Attwood and many of his contributors certainly can envisage a different formula. based more on mutual accommodation than upon any nebulous doctrine of reconciliation. At its best, In the Age of Mabo opens up distinctive and challenging perspectives on contemporary indigenous culture and Australian race relations. For example, in a chapter which is a model of intellectual rigor, documentary scholarship and cogent reasoning, Henry Reynolds examines the one dissenting judgment to the High Court decision.
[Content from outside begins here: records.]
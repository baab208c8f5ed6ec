//! HTTP handlers for the user directory

use axum::{
    extract::{rejection::QueryRejection, Query, State},
    Json,
};
use tracing::debug;

use super::query::UserListQuery;
use crate::{
    error::{Error, Result},
    listing::{self, UserPage},
    repository::UserSource,
    state::AppState,
};

/// List users: search, tag filter, sort, paginate
pub async fn list_users<S: UserSource>(
    State(state): State<AppState<S>>,
    query: std::result::Result<Query<UserListQuery>, QueryRejection>,
) -> Result<Json<UserPage>> {
    let Query(query) = query.map_err(|e| Error::BadRequest(e.body_text()))?;
    let listing_config = &state.config().listing;
    let params = query.validate(listing_config)?;

    let users = state.users().all_users().await?;
    let page = listing::process(&users, &params, &listing_config.base_path);

    debug!(
        page = page.current_page,
        limit = page.items_per_page,
        sort_by = %page.sort_by,
        order = %page.sort_order,
        total_items = page.total_items,
        returned = page.results.len(),
        "listed users"
    );

    Ok(Json(page))
}

/// Distinct tags across the whole directory
pub async fn list_tags<S: UserSource>(
    State(state): State<AppState<S>>,
) -> Result<Json<Vec<String>>> {
    let users = state.users().all_users().await?;
    let tags = listing::distinct_tags(users.iter());

    debug!(count = tags.len(), "listed tags");

    Ok(Json(tags))
}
In a piece which shows beyond doubt that Australian native title pre-dates Mabo by more than 150 years, Reynolds comprehensively rebuts Justice Dawson’s historical interpretations.

A very different but equally persuasive chapter is Deborah Bird Rose’s ‘Histories and Rituals’. Focusing upon the interplay of all the participants, Rose observes that many successful land rights hearings in the Northern Territory have been altered by Aboriginal claimants from a linear, legal process into a more circular, performative one. According to Rose, in these cases the indigenous petitioners literally took the legal stage and took control of proceedings. However, she also observes that these successes (to date, about thirty-six per cent of the land in the Territory is now under Aboriginal freehold title) carry with them a profound risk for native title elsewhere in Australia:

The possibility is that in the post-Mabo era these land claims could become a canon of authenticity for proof of land tenure systems which could oppress and dispossess … if Aboriginal people in other parts of Australia are required to reproduce this particular Aboriginality and, unable or unwilling to do so, fail to achieve legal recognition as native title holders.

This pattern – the competing forces of promise versus thwarted aspirations – is one which runs through the entire book. Some contributors, such as Andrew Markus and Tim Murray, explore the frustrations, ironies, and contradictions of this extremely well. Others, such as John Morton, overbalance into a zone of wish fulfilment, in which the so-called ‘indigenisation’ of Australia is seen as being both benign and utopian. Morton goes so far as to suggest that Aboriginality (that catch-all phrase) has the power to becomes a ‘symbolic substitution … for the monarchy’. Morton’s controversial piece loses its way through its rather woolly generalisations, especially when these veer into the territory of cultural pronouncements for which there is no proof. In a typical example, he puts it rather fulsomely:

A sense of kinship between white and black Australians … is what accounts for the popularity of works like Sally Morgan’s book, My Place … with sales approaching record proportions, My Place may eventually convert the whole of Australia.

It is equally possible that the bestseller status of Morgan’s book is due to the appeal of its self-discovery narrative, its open style, or its gentle humour. It may also appeal because, unlike the Mabo decision, it is not perceived by the Australian community as being either radical or threatening. Even if Morton’s point is tongue-in-cheek, he puts a huge burden on one author; one book, however impressive, is not going to be the passport to a new history of reconciliation.

While there is much that is right about Attwood’s collection, Morgan’s piece is symptomatic of what is wrong with it. A number of the contributors are prisoners of what could be called ‘recentism’. The events which many of his essayists recount are so much a part of recent history, and are founded so firmly upon that historical moment called the ‘Keating revolution’, that they seem rudderless now that the Keating era is over.

Much like the referendum of 1967, Mabo has turned out to be less of a paradigm shift than many had hoped. Its aftermath has been slow and painstaking: it has changed Australia forever, but nowhere near as radically or swiftly as many had predicted. Even more: since the accession of the Howard government, basic tenets of the national native title legislation have been called even more insistently into question. This book was born during and reflects a fleeting historical moment of optimistic revolution but, like 1967, frustrated expectations and manifestations of backlash are as much symptoms of the process as utopian visions.